Mr Fuzile said that the Public Finance and budget Management Programme indicated that the Public Finance division was responsible for liaison with national departments on budgeting and expenditure monitoring issues. It would support the Minister of Finance in policy advice and inter-departmental correspondence and consultation. The Public Finance division supported the function group committees of the Medium Term Expenditure Committee (MTEC), which were responsible for advice on expenditure allocations and consolidated expenditure estimates.
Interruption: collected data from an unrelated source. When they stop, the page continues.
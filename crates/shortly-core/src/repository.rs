use crate::error::StorageError;
use crate::shortcode::ShortCode;
use async_trait::async_trait;
use jiff::Timestamp;
use serde::{Deserialize, Serialize};

/// Result type for repository operations.
pub type Result<T> = std::result::Result<T, StorageError>;

/// A stored short link.
///
/// Records are written once and never updated; a later `put` with the
/// same code replaces the whole record.
#[derive(Debug, Clone, PartialEq, Serialize, Deserialize)]
#[serde(rename_all = "camelCase")]
pub struct ShortLinkRecord {
    /// The lookup key.
    pub short_code: ShortCode,
    /// The URL the short code redirects to.
    pub long_url: String,
    /// When the record was inserted.
    pub created_at: Timestamp,
}

impl ShortLinkRecord {
    /// Creates a record stamped with the current time.
    pub fn new(short_code: ShortCode, long_url: impl Into<String>) -> Self {
        Self {
            short_code,
            long_url: long_url.into(),
            created_at: Timestamp::now(),
        }
    }
}

/// A read-only view of a repository.
#[async_trait]
pub trait ReadRepository: Send + Sync + 'static {
    /// Retrieves the record for a given short code.
    /// Returns `None` if the code does not exist.
    async fn get(&self, code: &ShortCode) -> Result<Option<ShortLinkRecord>>;
}

#[async_trait]
pub trait Repository: ReadRepository {
    /// Stores a record under its short code.
    ///
    /// There is no existence check: an existing record with the same code
    /// is overwritten.
    async fn put(&self, record: ShortLinkRecord) -> Result<()>;
}

#[cfg(test)]
mod tests {
    use super::*;

    #[test]
    fn serializes_with_camel_case_fields() {
        let record = ShortLinkRecord {
            short_code: ShortCode::new("ab12cd").unwrap(),
            long_url: "https://example.com/page".to_string(),
            created_at: "2024-05-01T12:00:00Z".parse().unwrap(),
        };

        let json = serde_json::to_value(&record).unwrap();
        assert_eq!(json["shortCode"], "ab12cd");
        assert_eq!(json["longUrl"], "https://example.com/page");
        assert_eq!(json["createdAt"], "2024-05-01T12:00:00Z");

        let back: ShortLinkRecord = serde_json::from_value(json).unwrap();
        assert_eq!(back, record);
    }

    #[test]
    fn new_stamps_creation_time() {
        let before = Timestamp::now();
        let record = ShortLinkRecord::new(ShortCode::new("000001").unwrap(), "https://a.example");
        assert!(record.created_at >= before);
        assert!(record.created_at <= Timestamp::now());
    }
}
use async_trait::async_trait;
use shortly_core::{Repository, ShortCode, ShortLinkRecord, Shortener, ShortenerError};
use shortly_generator::Generator;
use std::sync::Arc;
use tracing::{debug, trace};

/// A concrete implementation of the `Shortener` trait.
///
/// This service wraps a `Repository` and a `Generator`. Generated codes are
/// written without an existence check, so a collision replaces the
/// earlier record.
#[derive(Debug)]
pub struct ShortenerService<R, G> {
    repository: Arc<R>,
    generator: Arc<G>,
}

impl<R, G> Clone for ShortenerService<R, G> {
    fn clone(&self) -> Self {
        Self {
            repository: Arc::clone(&self.repository),
            generator: Arc::clone(&self.generator),
        }
    }
}

impl<R: Repository, G: Generator> ShortenerService<R, G> {
    pub fn new(repository: R, generator: G) -> Self {
        Self::with_shared_repository(Arc::new(repository), generator)
    }

    /// Creates a service on top of a repository that is also used elsewhere.
    pub fn with_shared_repository(repository: Arc<R>, generator: G) -> Self {
        Self {
            repository,
            generator: Arc::new(generator),
        }
    }

    pub fn repository(&self) -> &R {
        &self.repository
    }

    fn generate_code(&self) -> ShortCode {
        self.generator.generate().into()
    }
}

#[async_trait]
impl<R: Repository, G: Generator> Shortener for ShortenerService<R, G> {
    async fn shorten(&self, long_url: String) -> Result<ShortLinkRecord, ShortenerError> {
        if long_url.is_empty() {
            return Err(ShortenerError::EmptyUrl);
        }

        let record = ShortLinkRecord::new(self.generate_code(), long_url);
        self.repository.put(record.clone()).await?;

        debug!(code = %record.short_code, url = %record.long_url, "stored short link");
        Ok(record)
    }

    async fn resolve(&self, code: &ShortCode) -> Result<Option<ShortLinkRecord>, ShortenerError> {
        trace!(code = %code, "resolving short code");
        Ok(self.repository.get(code).await?)
    }
}
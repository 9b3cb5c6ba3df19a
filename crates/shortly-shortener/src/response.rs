use serde_json::{json, Value};

pub const CONTENT_TYPE: &str = "Content-Type";
pub const LOCATION: &str = "Location";

const REDIRECT_BODY: &str = "Redirecting...";
const INTERNAL_ERROR_MESSAGE: &str = "Internal Server Error";

/// A transport-agnostic response: status, headers and a text body.
#[derive(Debug, Clone, PartialEq, Eq)]
pub struct LinkResponse {
    pub status: u16,
    pub headers: Vec<(&'static str, String)>,
    pub body: String,
}

impl LinkResponse {
    /// A JSON response.
    pub fn json(status: u16, value: Value) -> Self {
        Self {
            status,
            headers: vec![(CONTENT_TYPE, "application/json".to_string())],
            body: value.to_string(),
        }
    }

    /// A JSON error response of the form `{"error": message}`.
    pub fn error(status: u16, message: &str) -> Self {
        Self::json(status, json!({ "error": message }))
    }

    /// The generic `500` answer that hides the underlying cause.
    pub fn internal_error() -> Self {
        Self::error(500, INTERNAL_ERROR_MESSAGE)
    }

    /// `301 Moved Permanently` to `location`.
    pub fn redirect(location: impl Into<String>) -> Self {
        Self {
            status: 301,
            headers: vec![
                (LOCATION, location.into()),
                (CONTENT_TYPE, "text/plain".to_string()),
            ],
            body: REDIRECT_BODY.to_string(),
        }
    }

    /// Looks up a header value, ignoring ASCII case in the name.
    pub fn header(&self, name: &str) -> Option<&str> {
        self.headers
            .iter()
            .find(|(key, _)| key.eq_ignore_ascii_case(name))
            .map(|(_, value)| value.as_str())
    }

    /// Parses the body as JSON.
    pub fn json_body(&self) -> Option<Value> {
        serde_json::from_str(&self.body).ok()
    }
}

#[cfg(test)]
mod tests {
    use super::*;

    #[test]
    fn error_body_shape() {
        let response = LinkResponse::error(404, "Short URL not found");
        assert_eq!(response.status, 404);
        assert_eq!(response.body, r#"{"error":"Short URL not found"}"#);
        assert_eq!(response.header("content-type"), Some("application/json"));
    }

    #[test]
    fn internal_error_is_generic() {
        let response = LinkResponse::internal_error();
        assert_eq!(response.status, 500);
        assert_eq!(response.body, r#"{"error":"Internal Server Error"}"#);
    }

    #[test]
    fn redirect_sets_location() {
        let response = LinkResponse::redirect("https://example.com/page");
        assert_eq!(response.status, 301);
        assert_eq!(response.header("Location"), Some("https://example.com/page"));
        assert_eq!(response.body, "Redirecting...");
        assert!(response.json_body().is_none());
    }
}
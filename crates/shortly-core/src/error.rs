use thiserror::Error;

/// Errors related to the core types of the URL shortener.
pub type Result<T> = std::result::Result<T, CoreError>;

#[derive(Debug, Clone, PartialEq, Eq, Error)]
pub enum CoreError {
    #[error("invalid short code: {0}")]
    InvalidShortCode(String),
}

/// Failures reported by a storage backend.
#[derive(Debug, Clone, Error)]
pub enum StorageError {
    #[error("storage backend unavailable: {0}")]
    Unavailable(String),
    #[error("storage operation timed out: {0}")]
    Timeout(String),
    #[error("storage query failed: {0}")]
    Query(String),
    #[error("stored data is invalid: {0}")]
    InvalidData(String),
    #[error("storage configuration is invalid: {0}")]
    InvalidConfig(String),
    #[error("storage operation failed: {0}")]
    Operation(String),
}

#[derive(Debug, Clone, Error)]
pub enum ShortenerError {
    #[error("long url must not be empty")]
    EmptyUrl,
    #[error("storage error: {0}")]
    Storage(#[from] StorageError),
}
mod health;
mod link;

pub use health::{health_handler, HealthResponse};
pub use link::{link_handler, root_handler};
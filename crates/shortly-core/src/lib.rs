//! Core types and traits for the shortly URL shortener.
//!
//! This crate provides the types shared by the storage backends, the
//! shortener service and the transports that sit in front of it.

pub mod error;
pub mod repository;
pub mod shortcode;
pub mod shortener;

pub use error::{CoreError, ShortenerError, StorageError};
pub use repository::{ReadRepository, Repository, ShortLinkRecord};
pub use shortcode::ShortCode;
pub use shortener::Shortener;
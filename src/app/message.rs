// SPDX-License-Identifier: MPL-2.0
//! Top-level messages and runtime flags for the application.

use crate::error::{DecodeError, Error};
use crate::media::ImagePreview;
use crate::scanner::{CaptureEvent, UploadTicket};
use crate::ui::notifications;
use std::path::PathBuf;
use std::time::Instant;

/// Top-level messages consumed by `App::update`. The variants cover the
/// capture source, the upload decode path, the two user actions, and the
/// ambient UI machinery, keeping a single update entrypoint.
#[derive(Debug, Clone)]
pub enum Message {
    /// An event from the live capture source.
    Capture(CaptureEvent),
    /// Trigger the upload file dialog.
    UploadImage,
    /// Result from the upload file dialog.
    UploadFileChosen(Option<PathBuf>),
    /// The preview image for an upload attempt finished loading.
    PreviewLoaded {
        ticket: UploadTicket,
        result: Result<ImagePreview, Error>,
    },
    /// The one-shot decode of an uploaded image completed.
    UploadDecoded {
        ticket: UploadTicket,
        result: Result<String, DecodeError>,
    },
    /// The "scan another" action on the result card.
    ScanAnother,
    /// Copy the decoded text to the system clipboard.
    CopyResult,
    Notification(notifications::NotificationMessage),
    /// Periodic tick for notification auto-dismiss.
    Tick(Instant),
    /// Window close was requested; the camera must be released first.
    WindowCloseRequested(iced::window::Id),
}

/// Runtime flags passed in from the CLI to tweak startup behavior.
#[derive(Debug, Default)]
pub struct Flags {
    /// Optional locale override in BCP-47 form (e.g. `fr`, `en-US`).
    pub lang: Option<String>,
    /// Optional camera device index override.
    pub camera: Option<u32>,
}
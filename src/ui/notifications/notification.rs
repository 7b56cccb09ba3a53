// SPDX-License-Identifier: MPL-2.0
//! Core notification data structures.

use crate::ui::styles::palette;
use iced::Color;
use std::time::{Duration, Instant};

/// Unique identifier for a notification.
#[derive(Debug, Clone, Copy, PartialEq, Eq, Hash)]
pub struct NotificationId(u64);

impl NotificationId {
    /// Creates a new unique notification ID.
    pub fn new() -> Self {
        use std::sync::atomic::{AtomicU64, Ordering};
        static COUNTER: AtomicU64 = AtomicU64::new(0);
        Self(COUNTER.fetch_add(1, Ordering::Relaxed))
    }
}

impl Default for NotificationId {
    fn default() -> Self {
        Self::new()
    }
}

/// Severity level determines display duration and visual styling.
#[derive(Debug, Clone, Copy, PartialEq, Eq, Default)]
pub enum Severity {
    /// Operation completed successfully (green, 3s duration).
    #[default]
    Success,
    /// Informational message (blue, 3s duration).
    Info,
    /// Warning that doesn't block operation (orange, 5s duration).
    Warning,
    /// Error requiring attention (red, manual dismiss).
    Error,
}

impl Severity {
    /// Returns the accent color for this severity level.
    #[must_use]
    pub fn color(&self) -> Color {
        match self {
            Severity::Success => palette::SUCCESS_500,
            Severity::Info => palette::INFO_500,
            Severity::Warning => palette::WARNING_500,
            Severity::Error => palette::ERROR_500,
        }
    }

    /// Returns the auto-dismiss duration for this severity.
    /// Returns `None` for errors (manual dismiss required).
    #[must_use]
    pub fn auto_dismiss_duration(&self) -> Option<Duration> {
        match self {
            Severity::Success | Severity::Info => Some(Duration::from_secs(3)),
            Severity::Warning => Some(Duration::from_secs(5)),
            Severity::Error => None,
        }
    }
}

/// A notification to be displayed to the user.
#[derive(Debug, Clone)]
pub struct Notification {
    id: NotificationId,
    severity: Severity,
    /// The i18n key for the notification message.
    message_key: String,
    /// Optional arguments for message interpolation.
    message_args: Vec<(String, String)>,
    created_at: Instant,
}

impl Notification {
    /// Creates a new notification with the given severity and message key.
    ///
    /// The `message_key` should be a valid i18n key that will be resolved
    /// at render time.
    pub fn new(severity: Severity, message_key: impl Into<String>) -> Self {
        Self {
            id: NotificationId::new(),
            severity,
            message_key: message_key.into(),
            message_args: Vec::new(),
            created_at: Instant::now(),
        }
    }

    /// Creates a success notification.
    pub fn success(message_key: impl Into<String>) -> Self {
        Self::new(Severity::Success, message_key)
    }

    /// Creates a warning notification.
    pub fn warning(message_key: impl Into<String>) -> Self {
        Self::new(Severity::Warning, message_key)
    }

    /// Creates an error notification.
    pub fn error(message_key: impl Into<String>) -> Self {
        Self::new(Severity::Error, message_key)
    }

    /// Adds an argument for message interpolation.
    #[must_use]
    pub fn with_arg(mut self, key: impl Into<String>, value: impl Into<String>) -> Self {
        self.message_args.push((key.into(), value.into()));
        self
    }

    #[must_use]
    pub fn id(&self) -> NotificationId {
        self.id
    }

    #[must_use]
    pub fn severity(&self) -> Severity {
        self.severity
    }

    #[must_use]
    pub fn message_key(&self) -> &str {
        &self.message_key
    }

    #[must_use]
    pub fn message_args(&self) -> &[(String, String)] {
        &self.message_args
    }

    /// Whether this notification's auto-dismiss timer has expired.
    #[must_use]
    pub fn should_auto_dismiss(&self) -> bool {
        match self.severity.auto_dismiss_duration() {
            Some(duration) => self.created_at.elapsed() >= duration,
            None => false,
        }
    }
}
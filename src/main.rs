// SPDX-License-Identifier: MPL-2.0
use iced_scan::app::{self, Flags};

fn main() -> iced::Result {
    env_logger::init();

    let mut args = pico_args::Arguments::from_env();
    let flags = Flags {
        lang: args.opt_value_from_str("--lang").unwrap_or(None),
        camera: args.opt_value_from_str("--camera").unwrap_or(None),
    };

    app::run(flags)
}
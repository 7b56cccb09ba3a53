// SPDX-License-Identifier: MPL-2.0
//! Shared design tokens and widget styles.
//!
//! A trimmed token set keeps spacing, sizing, and the severity palette in
//! one place so the scanning overlay, result card, and toasts stay visually
//! consistent.

use iced::{Background, Border, Color, Theme};

pub mod palette {
    use iced::Color;

    pub const SUCCESS_500: Color = Color::from_rgb(0.263, 0.702, 0.404);
    pub const INFO_500: Color = Color::from_rgb(0.392, 0.588, 1.0);
    pub const WARNING_500: Color = Color::from_rgb(0.945, 0.651, 0.125);
    pub const ERROR_500: Color = Color::from_rgb(0.898, 0.224, 0.208);
}

pub mod spacing {
    pub const XXS: f32 = 4.0;
    pub const XS: f32 = 8.0;
    pub const SM: f32 = 12.0;
    pub const MD: f32 = 16.0;
    pub const LG: f32 = 24.0;
}

pub mod sizing {
    pub const TOAST_WIDTH: f32 = 320.0;
    pub const RESULT_CARD_WIDTH: f32 = 420.0;
    pub const PREVIEW_MAX_EDGE: f32 = 100.0;
}

pub mod typography {
    pub const BODY: f32 = 14.0;
    pub const TITLE: f32 = 18.0;
    pub const RESULT: f32 = 16.0;
}

pub mod radius {
    pub const SM: f32 = 4.0;
    pub const MD: f32 = 8.0;
    pub const PILL: f32 = 20.0;
}

/// Semi-opaque dark pill floated over the viewfinder, holding the scanning
/// status and the upload control.
pub fn overlay_pill(_theme: &Theme) -> iced::widget::container::Style {
    iced::widget::container::Style {
        background: Some(Background::Color(Color {
            a: 0.5,
            ..Color::BLACK
        })),
        text_color: Some(Color::WHITE),
        border: Border {
            radius: radius::PILL.into(),
            ..Border::default()
        },
        ..Default::default()
    }
}

/// Elevated card surface used for the resolved result.
pub fn result_card(theme: &Theme) -> iced::widget::container::Style {
    let palette = theme.extended_palette();
    iced::widget::container::Style {
        background: Some(Background::Color(palette.background.base.color)),
        text_color: Some(palette.background.base.text),
        border: Border {
            radius: radius::MD.into(),
            width: 1.0,
            color: palette.background.strong.color,
        },
        ..Default::default()
    }
}

/// Thin outlined box around the decoded payload text.
pub fn payload_box(theme: &Theme) -> iced::widget::container::Style {
    let palette = theme.extended_palette();
    iced::widget::container::Style {
        border: Border {
            radius: radius::SM.into(),
            width: 1.0,
            color: palette.background.strong.color,
        },
        ..Default::default()
    }
}
// SPDX-License-Identifier: MPL-2.0
//! `iced_scan` is a QR-code scanner built with the Iced GUI framework.
//!
//! It streams the system camera into a viewfinder, decodes QR symbols from
//! the live feed or from an uploaded image, and presents the decoded text
//! with copy and scan-again actions. Decoding is delegated to `rqrr`;
//! camera acquisition to `nokhwa`.

pub mod app;
pub mod clipboard;
pub mod config;
pub mod error;
pub mod i18n;
pub mod media;
pub mod scanner;
pub mod ui;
The preparation of the Estimates of National Expenditure was done in conjunction with the other departments, and it included information on public entities in the detailed vote chapters (set out on the NT website).

Large projects under review in 2012/13 included Eskom’s investment programme, the proposed Grand Inga hydroelectric scheme, infrastructure investment in liquid fuels, and feasibility reviews of the nuclear build programme, the manganese railway project, and the Durban-Gauteng rail corridor.

Mr Fuzile moved on to describe the Asset and Liability Management Programme, which indicated that guarantees provided to South African Airways were R5.006 billion, that R539 million was provided to South African Express Airways, that R1 billion was provided to Land Bank, and there had been an extension of the term of the existing R1.85 billion guarantee to Denel. It was reported that R7.9 billion capital support had been given to the Development Bank of South Africa (DBSA) over the Medium Term Expenditure Framework (MTEF) period. Land bank was recapitalised with R200 million. The total government guarantees issued to the state-owned companies (SOCs) amounted to R471.9 billion, of which R179.4 billion was utilised. The net debt, provision and contingent liabilities amounted to 51.4% of Gross Domestic Product (GDP) as at 31 March 2013. The ongoing broadening of the coordination of public sector cash had increased the portfolio of cash available for bridging finance.

Mr Fuzile said that the Finance Accounting and Reporting Programme reports stated that the Accounting Support and Reporting Unit had assisted with the improvement of financial management in various departments, municipalities and public entities, through helping to draw and implement accounting support plans and training interventions. NT’s Guide to Preparing Financial Statements was converted into an accounting standard. Other research and development activities were undertaken, such as providing guidelines on annual report content, and a template on the preparation of financial statements in line with the Generally Recognised Accounting Principles (GRAP). Internal audit strategic support plans were developed and implemented to assist institutions in improving effectiveness of their units and committees, whilst the risk management guidelines assisted institutions with training for monitoring and oversight functions.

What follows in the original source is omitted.